Dec 13, 2008 16:16
This year I had the worst Thanksgiving of my life. My world had been slowly collapsing around me (like a flan in a cupboard...) for the past year and a half, and all I had was Zack and his family. Then, after an extremely awkward Thanksgiving trying to pretend his family was mine, too, he ended our relationship as we lay next to each other in his childhood bed. Not trusting myself to make the hour and a half drive in my exhausted state, I had to sleep next to him, wake up the next day, and leave a day early while his family stared after me.
I spent the weekend wandering around our empty apartment in a robe his mom had given to me as a Christmas present the day before he dumped me. My “consolation robe,” as it has now been dubbed. As in, “Well, you weren’t good enough for my son, so how about a nice comfy robe? Almost as good as a hug!” Not that I think there was anything but kindness in her gift, of course - it’s just ironic hindsight talking.
That weekend was one of the hardest I have ever experienced. Everyone I knew was out of town, visiting their families. My cell phone needed to be recharged several times a day because I called Pennsylvania almost constantly, sobbing to my mom and my best friends, all home with people who loved them. I have never, ever felt so alone in my life.
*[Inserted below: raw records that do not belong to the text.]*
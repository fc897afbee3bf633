use thiserror::Error;
use xmlmap_dom::XmlError;

/// Errors produced by a [`Mapper`](crate::Mapper).
///
/// Per-field conversion failures are not errors: the field is skipped and
/// the record is still returned.
#[derive(Debug, Error)]
pub enum MapperError {
    /// The input text is not a well-formed XML document.
    #[error("malformed input: {0}")]
    MalformedInput(#[from] XmlError),
    /// A record was requested before any input was set.
    #[error("no xml input has been set")]
    NoInputSource,
    /// A single record was requested but no element matched.
    #[error("no <{0}> elements found")]
    NoMatch(String),
}
#![cfg_attr(docsrs, feature(doc_cfg))]
//! Declarative mapping of XML elements onto typed Rust records.
//!
//! Derive [`XmlRecord`] on a struct, then let a [`Mapper`] read one record
//! per matching element. By default every field is read from the
//! attribute of the same name on elements named after the struct; the
//! `#[xml(...)]` attributes and the mapper's runtime calls change where
//! each field comes from.
//!
//! ```rust
//! use xmlmap::{Mapper, XmlRecord};
//!
//! #[derive(Debug, Default, XmlRecord)]
//! #[xml(element = "Quote", rename_all = "PascalCase")]
//! struct Quote {
//!     symbol: String,
//!     price: f64,
//!     #[xml(element = "Date", format = "yyyy-MM-dd")]
//!     date: Option<xmlmap::chrono::NaiveDateTime>,
//! }
//!
//! let xml = r#"<Quotes>
//!     <Quote Symbol="ABC" Price="12.5"><Date>2024-03-01</Date></Quote>
//!     <Quote Symbol="XYZ" Price="n/a"/>
//! </Quotes>"#;
//!
//! let mut mapper = Mapper::<Quote>::load(xml)?;
//! let first = mapper.parse_next()?.expect("first quote");
//! assert_eq!(first.symbol, "ABC");
//! assert_eq!(first.price, 12.5);
//! assert!(first.date.is_some());
//!
//! // Unparsable values leave the field at its default.
//! let second = mapper.parse_next()?.expect("second quote");
//! assert_eq!(second.price, 0.0);
//! assert!(mapper.parse_next()?.is_none());
//!
//! // Read the price from a child element instead.
//! mapper.set_element_map("Last", Quote::PRICE, None);
//! mapper.set_xml(r#"<Quote Symbol="ABC" Price="1"><Last>13</Last></Quote>"#)?;
//! assert_eq!(mapper.parse_one()?.price, 13.0);
//! # Ok::<(), xmlmap::MapperError>(())
//! ```

extern crate self as xmlmap;

pub use xmlmap_core::{
    coerce, select_candidates, FieldDescriptor, FieldKey, FieldKind, FieldName, FieldSlot,
    Mapper, MapperError, MappingTable, RecordSchema, Skip, SourceDecl, SourceKind, Value,
    ValueKind, XmlInput, XmlRecord, XmlValue,
};
#[cfg(feature = "serde")]
#[cfg_attr(docsrs, doc(cfg(feature = "serde")))]
pub use xmlmap_core::{MapOverride, MappingOverrides};
pub use xmlmap_derive::XmlRecord;
pub use xmlmap_dom as dom;
pub use xmlmap_dom::{Document, Element, XmlError};

pub use chrono;
pub use rust_decimal;
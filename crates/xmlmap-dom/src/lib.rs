#![cfg_attr(docsrs, feature(doc_cfg))]
//! Owned XML element tree built from quick-xml events.
//!
//! A [`Document`] is parsed once and never mutated. Elements are cheap
//! handles into the shared tree, so a parsed document can be sliced into
//! candidate node sequences and handed to several consumers.
//!
//! ```rust
//! use xmlmap_dom::Document;
//!
//! let doc = Document::parse(r#"<Rows><Row Id="1"><Name>a</Name></Row><Row Id="2"/></Rows>"#)
//!     .expect("parse xml");
//! let rows: Vec<_> = doc.descendants("Row").collect();
//! assert_eq!(rows.len(), 2);
//! assert_eq!(rows[0].attribute("Id"), Some("1"));
//! assert_eq!(rows[0].child("Name").map(|name| name.text()).as_deref(), Some("a"));
//! ```

use std::fmt;
use std::io::BufRead;
use std::sync::Arc;

use quick_xml::events::{BytesStart, Event};
use quick_xml::Reader;
use thiserror::Error;
use tracing::debug;

#[derive(Debug, Error)]
pub enum XmlError {
    /// Tokenizer failure reported by quick-xml.
    #[error("xml: {0}")]
    Xml(String),
    /// The token stream does not form a single well-formed document.
    #[error("malformed document: {0}")]
    Malformed(String),
    /// The underlying reader failed.
    #[error("io: {0}")]
    Io(String),
}

#[derive(Debug)]
struct NodeData {
    local_name: String,
    qualified_name: String,
    attributes: Vec<(String, String)>,
    content: Vec<Content>,
    parent: Option<usize>,
    /// One past the index of the last element in this subtree.
    end: usize,
}

#[derive(Debug)]
enum Content {
    Element(usize),
    Text(String),
}

/// Elements stored in document (pre-)order, so a subtree occupies the
/// contiguous index range `id..end`.
#[derive(Debug)]
struct Tree {
    nodes: Vec<NodeData>,
}

/// Parsed XML document.
#[derive(Clone)]
pub struct Document {
    tree: Arc<Tree>,
}

/// Handle to one element of a parsed [`Document`].
#[derive(Clone)]
pub struct Element {
    tree: Arc<Tree>,
    id: usize,
}

impl Document {
    /// Parse a complete document from text.
    pub fn parse(xml: &str) -> Result<Self, XmlError> {
        Self::from_reader(xml.as_bytes())
    }

    /// Parse a complete document from a buffered byte stream.
    pub fn from_reader<R: BufRead>(reader: R) -> Result<Self, XmlError> {
        let mut reader = Reader::from_reader(reader);
        let mut builder = TreeBuilder::default();
        let mut buf = Vec::new();

        loop {
            match reader.read_event_into(&mut buf) {
                Ok(Event::Start(e)) => builder.open(&e, false)?,
                Ok(Event::Empty(e)) => builder.open(&e, true)?,
                Ok(Event::End(_)) => builder.close()?,
                Ok(Event::Text(e)) => {
                    let text = e
                        .unescape()
                        .map_err(|err| XmlError::Xml(err.to_string()))?;
                    builder.text(&text)?;
                }
                Ok(Event::CData(e)) => {
                    let text = std::str::from_utf8(&e)
                        .map_err(|err| XmlError::Xml(format!("invalid UTF-8 in CDATA: {err}")))?;
                    builder.text(text)?;
                }
                Ok(Event::Eof) => break,
                Err(quick_xml::Error::Io(err)) => return Err(XmlError::Io(err.to_string())),
                Err(err) => {
                    return Err(XmlError::Xml(format!(
                        "{err} at position {}",
                        reader.buffer_position()
                    )))
                }
                _ => {}
            }
            buf.clear();
        }

        let tree = builder.finish()?;
        debug!(elements = tree.nodes.len(), "parsed xml document");
        Ok(Document {
            tree: Arc::new(tree),
        })
    }

    /// The single top-level element.
    pub fn root(&self) -> Element {
        Element {
            tree: Arc::clone(&self.tree),
            id: 0,
        }
    }

    /// Every element named `name` in document order, the root included.
    pub fn descendants<'a>(&'a self, name: &'a str) -> impl Iterator<Item = Element> + 'a {
        select(&self.tree, 0..self.tree.nodes.len(), name)
    }

    /// Total number of elements in the document.
    pub fn element_count(&self) -> usize {
        self.tree.nodes.len()
    }
}

impl Element {
    /// Local name, without any namespace prefix.
    pub fn name(&self) -> &str {
        &self.node().local_name
    }

    /// Name as written in the source, prefix included.
    pub fn qualified_name(&self) -> &str {
        &self.node().qualified_name
    }

    /// Attributes in source order as `(local name, unescaped value)` pairs.
    /// Namespace declarations are not reported.
    pub fn attributes(&self) -> impl Iterator<Item = (&str, &str)> + '_ {
        self.node()
            .attributes
            .iter()
            .map(|(name, value)| (name.as_str(), value.as_str()))
    }

    pub fn attribute(&self, name: &str) -> Option<&str> {
        self.attributes()
            .find(|(key, _)| *key == name)
            .map(|(_, value)| value)
    }

    /// Direct child elements in document order.
    pub fn children(&self) -> impl Iterator<Item = Element> + '_ {
        self.node().content.iter().filter_map(|content| match content {
            Content::Element(id) => Some(Element {
                tree: Arc::clone(&self.tree),
                id: *id,
            }),
            Content::Text(_) => None,
        })
    }

    /// First direct child element with the given local name.
    pub fn child(&self, name: &str) -> Option<Element> {
        self.children().find(|child| child.name() == name)
    }

    /// Elements named `name` below this one, in document order. The element
    /// itself is not included.
    pub fn descendants<'a>(&'a self, name: &'a str) -> impl Iterator<Item = Element> + 'a {
        select(&self.tree, self.id + 1..self.node().end, name)
    }

    pub fn parent(&self) -> Option<Element> {
        self.node().parent.map(|id| Element {
            tree: Arc::clone(&self.tree),
            id,
        })
    }

    /// Concatenated text and CDATA of the whole subtree, verbatim.
    pub fn text(&self) -> String {
        let mut out = String::new();
        collect_text(&self.tree, self.id, &mut out);
        out
    }

    fn node(&self) -> &NodeData {
        &self.tree.nodes[self.id]
    }
}

impl PartialEq for Element {
    fn eq(&self, other: &Self) -> bool {
        Arc::ptr_eq(&self.tree, &other.tree) && self.id == other.id
    }
}

impl Eq for Element {}

impl fmt::Debug for Element {
    fn fmt(&self, f: &mut fmt::Formatter<'_>) -> fmt::Result {
        f.debug_struct("Element")
            .field("name", &self.qualified_name())
            .field("index", &self.id)
            .finish()
    }
}

impl fmt::Debug for Document {
    fn fmt(&self, f: &mut fmt::Formatter<'_>) -> fmt::Result {
        f.debug_struct("Document")
            .field("root", &self.tree.nodes[0].qualified_name)
            .field("elements", &self.tree.nodes.len())
            .finish()
    }
}

fn select<'a>(
    tree: &'a Arc<Tree>,
    range: std::ops::Range<usize>,
    name: &'a str,
) -> impl Iterator<Item = Element> + 'a {
    range
        .filter(move |&id| tree.nodes[id].local_name == name)
        .map(move |id| Element {
            tree: Arc::clone(tree),
            id,
        })
}

fn collect_text(tree: &Tree, id: usize, out: &mut String) {
    for content in &tree.nodes[id].content {
        match content {
            Content::Text(text) => out.push_str(text),
            Content::Element(child) => collect_text(tree, *child, out),
        }
    }
}

#[derive(Default)]
struct TreeBuilder {
    nodes: Vec<NodeData>,
    open: Vec<usize>,
}

impl TreeBuilder {
    fn open(&mut self, event: &BytesStart<'_>, empty: bool) -> Result<(), XmlError> {
        let parent = self.open.last().copied();
        if parent.is_none() && !self.nodes.is_empty() {
            return Err(XmlError::Malformed(format!(
                "second root element <{}>",
                String::from_utf8_lossy(event.name().as_ref())
            )));
        }
        let id = self.nodes.len();
        self.nodes.push(NodeData {
            local_name: utf8(event.local_name().as_ref())?,
            qualified_name: utf8(event.name().as_ref())?,
            attributes: collect_attributes(event)?,
            content: Vec::new(),
            parent,
            end: id + 1,
        });
        if let Some(parent) = parent {
            self.nodes[parent].content.push(Content::Element(id));
        }
        if empty {
            self.seal(id);
        } else {
            self.open.push(id);
        }
        Ok(())
    }

    fn close(&mut self) -> Result<(), XmlError> {
        let id = self
            .open
            .pop()
            .ok_or_else(|| XmlError::Malformed("closing tag without an open element".into()))?;
        self.seal(id);
        Ok(())
    }

    fn seal(&mut self, id: usize) {
        self.nodes[id].end = self.nodes.len();
    }

    fn text(&mut self, text: &str) -> Result<(), XmlError> {
        match self.open.last() {
            Some(&id) => {
                if !text.is_empty() {
                    self.nodes[id].content.push(Content::Text(text.to_string()));
                }
                Ok(())
            }
            None if text.trim_start_matches('\u{feff}').trim().is_empty() => Ok(()),
            None => Err(XmlError::Malformed(
                "text outside of the root element".into(),
            )),
        }
    }

    fn finish(self) -> Result<Tree, XmlError> {
        if let Some(&id) = self.open.last() {
            return Err(XmlError::Malformed(format!(
                "unclosed element <{}>",
                self.nodes[id].qualified_name
            )));
        }
        if self.nodes.is_empty() {
            return Err(XmlError::Malformed("missing root element".into()));
        }
        Ok(Tree { nodes: self.nodes })
    }
}

fn collect_attributes(event: &BytesStart<'_>) -> Result<Vec<(String, String)>, XmlError> {
    let mut attributes = Vec::new();
    for attr in event.attributes() {
        let attr = attr.map_err(|err| XmlError::Xml(err.to_string()))?;
        if attr.key.as_namespace_binding().is_some() {
            continue;
        }
        let name = utf8(attr.key.local_name().as_ref())?;
        let value = attr
            .unescape_value()
            .map_err(|err| XmlError::Xml(err.to_string()))?;
        attributes.push((name, value.into_owned()));
    }
    Ok(attributes)
}

fn utf8(bytes: &[u8]) -> Result<String, XmlError> {
    std::str::from_utf8(bytes)
        .map(str::to_string)
        .map_err(|err| XmlError::Xml(format!("invalid UTF-8 in name: {err}")))
}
For this reason, I realized I had to go home. The only person who I felt really, truly cared about me in LA had jettisoned me from his life. I had no money with which to find a new apartment, pay a deposit, start over in a city I hate. I ended up giving into a suspicion I had long held: that I should have started off in Philly in the first place, and that it had been an enormous lapse in judgment - albeit one I had needed to make - to just up and move to LA.
So here I am. Single, unemployed, back where I started - sitting on my mom’s living room couch waiting for my life to begin. I’m even talking to Sean almost as much as I was then, funnily enough. Of course now I’m fully mobile and actively pursuing every opportunity I can, but I am essentially starting over, a year and a half older and about a century wiser. LA knocked the shit out of me, but - and this is sick - as an actor, I am thankful for all the pain. My already deeply messed up emotional toolbox is even richer now. Hey, if I get hurt just a little more, I might even become a comedic actor!
In all seriousness, though, I am happy where I am now, optimistic about my future...glad to be home.
And Christmas is going to be way better than Thanksgiving.